- [EXERCISE REQUIREMENTS]: In the entries below, find the line with "if !value.is_finite() ||" and the line with "T: PartialOrd +". Reproduce those two lines and every line between them exactly, and nothing more.

- [DATA FOR REVIEW]:
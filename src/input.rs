//! Common routines for handling input data.
use crate::id::{HasID, IDLike};
use crate::model::Model;
use anyhow::{Context, Result, ensure};
use float_cmp::approx_eq;
use indexmap::IndexMap;
use itertools::Itertools;
use serde::de::{Deserialize, DeserializeOwned, Deserializer};
use std::fs;
use std::path::Path;

pub mod interval;
pub mod load_profile;
pub mod region;

/// Read a series of type `T`s from a CSV file.
///
/// Will raise an error if the file is empty.
///
/// # Arguments
///
/// * `file_path` - Path to the CSV file
pub fn read_csv<'a, T: DeserializeOwned + 'a>(
    file_path: &'a Path,
) -> Result<impl Iterator<Item = T> + 'a> {
    let vec = read_csv_internal(file_path)?;
    ensure!(!vec.is_empty(), "CSV file {} cannot be empty", file_path.display());
    Ok(vec.into_iter())
}

fn read_csv_internal<T: DeserializeOwned>(file_path: &Path) -> Result<Vec<T>> {
    let vec = csv::ReaderBuilder::new()
        .trim(csv::Trim::All)
        .from_path(file_path)
        .with_context(|| input_err_msg(file_path))?
        .into_deserialize()
        .process_results(|iter| iter.collect_vec())
        .with_context(|| input_err_msg(file_path))?;

    Ok(vec)
}

/// Parse a TOML file at the specified path.
///
/// # Arguments
///
/// * `file_path` - Path to the TOML file
///
/// # Returns
///
/// * The deserialised TOML data or an error if the file could not be read or parsed.
pub fn read_toml<T: DeserializeOwned>(file_path: &Path) -> Result<T> {
    let toml_str = fs::read_to_string(file_path).with_context(|| input_err_msg(file_path))?;
    let toml_data = toml::from_str(&toml_str).with_context(|| input_err_msg(file_path))?;
    Ok(toml_data)
}

/// Read an f64, checking that it is between 0 and 1
pub fn deserialise_proportion<'de, D, T>(deserialiser: D) -> Result<T, D::Error>
where
    D: Deserializer<'de>,
    T: From<f64>,
{
    let value: f64 = Deserialize::deserialize(deserialiser)?;
    if !(0.0..=1.0).contains(&value) {
        Err(serde::de::Error::custom("Value must be between 0 and 1"))?;
    }

    Ok(T::from(value))
}

/// Read an f64, checking that it is finite and not negative
pub fn deserialise_non_negative<'de, D, T>(deserialiser: D) -> Result<T, D::Error>
where
    D: Deserializer<'de>,
    T: From<f64>,
{
    let value: f64 = Deserialize::deserialize(deserialiser)?;
    if !value.is_finite() || value < 0.0 {
        Err(serde::de::Error::custom(
            "Value must be a finite number greater than or equal to zero",
        ))?;
    }

    Ok(T::from(value))
}

/// Format an error message to include the file path. To be used with `anyhow::Context`.
pub fn input_err_msg<P: AsRef<Path>>(file_path: P) -> String {
    format!("Error reading {}", file_path.as_ref().display())
}

/// Read a CSV file of items with IDs.
///
/// As this function is only ever used for top-level CSV files (i.e. the ones which actually define
/// the IDs for a given type), we use an ordered map to maintain the order in the input files.
pub fn read_csv_id_file<T, ID: IDLike>(file_path: &Path) -> Result<IndexMap<ID, T>>
where
    T: HasID<ID> + DeserializeOwned,
{
    fn fill_and_validate_map<T, ID: IDLike>(file_path: &Path) -> Result<IndexMap<ID, T>>
    where
        T: HasID<ID> + DeserializeOwned,
    {
        let mut map = IndexMap::new();
        for record in read_csv::<T>(file_path)? {
            let id = record.get_id().clone();
            let existing = map.insert(id.clone(), record).is_some();
            ensure!(!existing, "Duplicate ID found: {id}");
        }

        Ok(map)
    }

    fill_and_validate_map(file_path).with_context(|| input_err_msg(file_path))
}

/// Check that fractions sum to (approximately) one
pub fn check_fractions_sum_to_one<I>(fractions: I) -> Result<()>
where
    I: Iterator<Item = f64>,
{
    let sum = fractions.sum();
    ensure!(
        approx_eq!(f64, sum, 1.0, epsilon = 1e-5),
        "Sum of fractions does not equal one (actual: {sum})"
    );

    Ok(())
}

/// Check whether an iterator contains values that are sorted and unique
pub fn is_sorted_and_unique<T, I>(iter: I) -> bool
where
    T: PartialOrd + Clone,
    I: IntoIterator<Item = T>,
{
    iter.into_iter().tuple_windows().all(|(a, b)| a < b)
}

/// Read a model from the specified directory.
///
/// # Arguments
///
/// * `model_dir` - Folder containing model configuration files
///
/// # Returns
///
/// The loaded model or an error if any of the input files are missing or invalid.
pub fn load_model<P: AsRef<Path>>(model_dir: P) -> Result<Model> {
    Model::from_path(model_dir)
}
//! Code related to the example models and the CLI commands for interacting with them.
use super::{RunOpts, handle_run_command};
use crate::settings::Settings;
use anyhow::{Context, Result, ensure};
use clap::Subcommand;
use include_dir::{Dir, DirEntry, include_dir};
use std::fs;
use std::path::{Path, PathBuf};
use tempfile::TempDir;

/// The directory containing the example models.
static EXAMPLES_DIR: Dir = include_dir!("$CARGO_MANIFEST_DIR/demos");

/// The available subcommands for managing example models.
#[derive(Subcommand)]
pub enum ExampleSubcommands {
    /// List available examples.
    List,
    /// Provide information about the specified example.
    Info {
        /// The name of the example.
        name: String,
    },
    /// Extract an example model configuration to a new directory.
    Extract {
        /// The name of the example to extract.
        name: String,
        /// The destination folder for the example.
        new_path: Option<PathBuf>,
    },
    /// Run an example.
    Run {
        /// The name of the example to run.
        name: String,
        /// Other run options
        #[command(flatten)]
        opts: RunOpts,
    },
}

impl ExampleSubcommands {
    /// Execute the supplied example subcommand
    pub fn execute(self) -> Result<()> {
        match self {
            Self::List => handle_example_list_command(),
            Self::Info { name } => handle_example_info_command(&name)?,
            Self::Extract {
                name,
                new_path: dest,
            } => handle_example_extract_command(&name, dest.as_deref())?,
            Self::Run { name, opts } => handle_example_run_command(&name, &opts, None)?,
        }

        Ok(())
    }
}

/// Get the names of all the bundled example models
pub fn example_names() -> impl Iterator<Item = &'static str> {
    EXAMPLES_DIR
        .dirs()
        .filter_map(|dir| dir.path().file_name()?.to_str())
}

/// Handle the `example list` command.
fn handle_example_list_command() {
    for name in example_names() {
        println!("{name}");
    }
}

/// Handle the `example info` command.
fn handle_example_info_command(name: &str) -> Result<()> {
    println!("{}", example_readme(name)?);

    Ok(())
}

/// Get the contents of the README file for the given example
fn example_readme(name: &str) -> Result<&'static str> {
    let path: PathBuf = [name, "README.txt"].iter().collect();
    EXAMPLES_DIR
        .get_file(path)
        .context("Example not found.")?
        .contents_utf8()
        .context("README.txt is not UTF-8 encoded")
}

/// Handle the `example extract` command
fn handle_example_extract_command(name: &str, dest: Option<&Path>) -> Result<()> {
    let dest = dest.unwrap_or(Path::new(name));
    extract_example(name, dest)
}

/// Extract the specified example to a new directory
fn extract_example(name: &str, new_path: &Path) -> Result<()> {
    // Find the subdirectory in EXAMPLES_DIR whose name matches `name`.
    let sub_dir = EXAMPLES_DIR.get_dir(name).context("Example not found.")?;

    ensure!(
        !new_path.exists(),
        "Destination directory {} already exists",
        new_path.display()
    );

    extract_dir(sub_dir, sub_dir.path(), new_path)
}

/// Copy the contents of `dir` into `dest`, including subdirectories (e.g. load profiles).
///
/// Paths of embedded entries are given relative to the root of [`EXAMPLES_DIR`], so `root` is
/// stripped from each of them.
fn extract_dir(dir: &Dir, root: &Path, dest: &Path) -> Result<()> {
    let dir_path = dest.join(dir.path().strip_prefix(root)?);
    fs::create_dir_all(&dir_path)?;

    for entry in dir.entries() {
        match entry {
            DirEntry::Dir(sub_dir) => extract_dir(sub_dir, root, dest)?,
            DirEntry::File(f) => {
                let file_path = dest.join(f.path().strip_prefix(root)?);
                fs::write(&file_path, f.contents())?;
            }
        }
    }

    Ok(())
}

/// Handle the `example run` command.
pub fn handle_example_run_command(
    name: &str,
    opts: &RunOpts,
    settings: Option<Settings>,
) -> Result<()> {
    let temp_dir = TempDir::new().context("Failed to create temporary directory.")?;
    let model_path = temp_dir.path().join(name);
    extract_example(name, &model_path)?;
    handle_run_command(&model_path, opts, settings)
}

#[cfg(test)]
mod tests {
    use super::*;
    use crate::fixture::assert_error;
    use crate::input::load_model;
    use itertools::Itertools;
    use tempfile::tempdir;

    #[test]
    fn test_example_names() {
        assert!(example_names().contains(&"simple"));
    }

    #[test]
    fn test_example_readme() {
        assert!(!example_readme("simple").unwrap().is_empty());
        assert_error!(example_readme("missing"), "Example not found.");
    }

    #[test]
    fn test_extract_example() {
        let dir = tempdir().unwrap();
        let dest = dir.path().join("simple");
        extract_example("simple", &dest).unwrap();
        assert!(dest.join("model.toml").is_file());
        assert!(dest.join("load_profiles").join("av_lp_2015.csv").is_file());

        // Extracted model should be valid
        load_model(&dest).unwrap();

        // Can't extract over an existing folder
        assert!(extract_example("simple", &dest).is_err());
    }

    #[test]
    fn test_extract_example_missing() {
        let dir = tempdir().unwrap();
        assert_error!(
            extract_example("missing", &dir.path().join("missing")),
            "Example not found."
        );
    }

    #[test]
    fn test_all_examples_valid() {
        for name in example_names() {
            let dir = tempdir().unwrap();
            let dest = dir.path().join(name);
            extract_example(name, &dest).unwrap();
            load_model(&dest).unwrap();
        }
    }
}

- [TASK SOLUTION]:
    if !value.is_finite() || value < 0.0 {
        Err(serde::de::Error::custom(
            "Value must be a finite number greater than or equal to zero",
        ))?;
    }

    Ok(T::from(value))
}

/// Format an error message to include the file path. To be used with `anyhow::Context`.
pub fn input_err_msg<P: AsRef<Path>>(file_path: P) -> String {
    format!("Error reading {}", file_path.as_ref().display())
}

/// Read a CSV file of items with IDs.
///
/// As this function is only ever used for top-level CSV files (i.e. the ones which actually define
/// the IDs for a given type), we use an ordered map to maintain the order in the input files.
pub fn read_csv_id_file<T, ID: IDLike>(file_path: &Path) -> Result<IndexMap<ID, T>>
where
    T: HasID<ID> + DeserializeOwned,
{
    fn fill_and_validate_map<T, ID: IDLike>(file_path: &Path) -> Result<IndexMap<ID, T>>
    where
        T: HasID<ID> + DeserializeOwned,
    {
        let mut map = IndexMap::new();
        for record in read_csv::<T>(file_path)? {
            let id = record.get_id().clone();
            let existing = map.insert(id.clone(), record).is_some();
            ensure!(!existing, "Duplicate ID found: {id}");
        }

        Ok(map)
    }

    fill_and_validate_map(file_path).with_context(|| input_err_msg(file_path))
}

/// Check that fractions sum to (approximately) one
pub fn check_fractions_sum_to_one<I>(fractions: I) -> Result<()>
where
    I: Iterator<Item = f64>,
{
    let sum = fractions.sum();
    ensure!(
        approx_eq!(f64, sum, 1.0, epsilon = 1e-5),
        "Sum of fractions does not equal one (actual: {sum})"
    );

    Ok(())
}

/// Check whether an iterator contains values that are sorted and unique
pub fn is_sorted_and_unique<T, I>(iter: I) -> bool
where
    T: PartialOrd + Clone,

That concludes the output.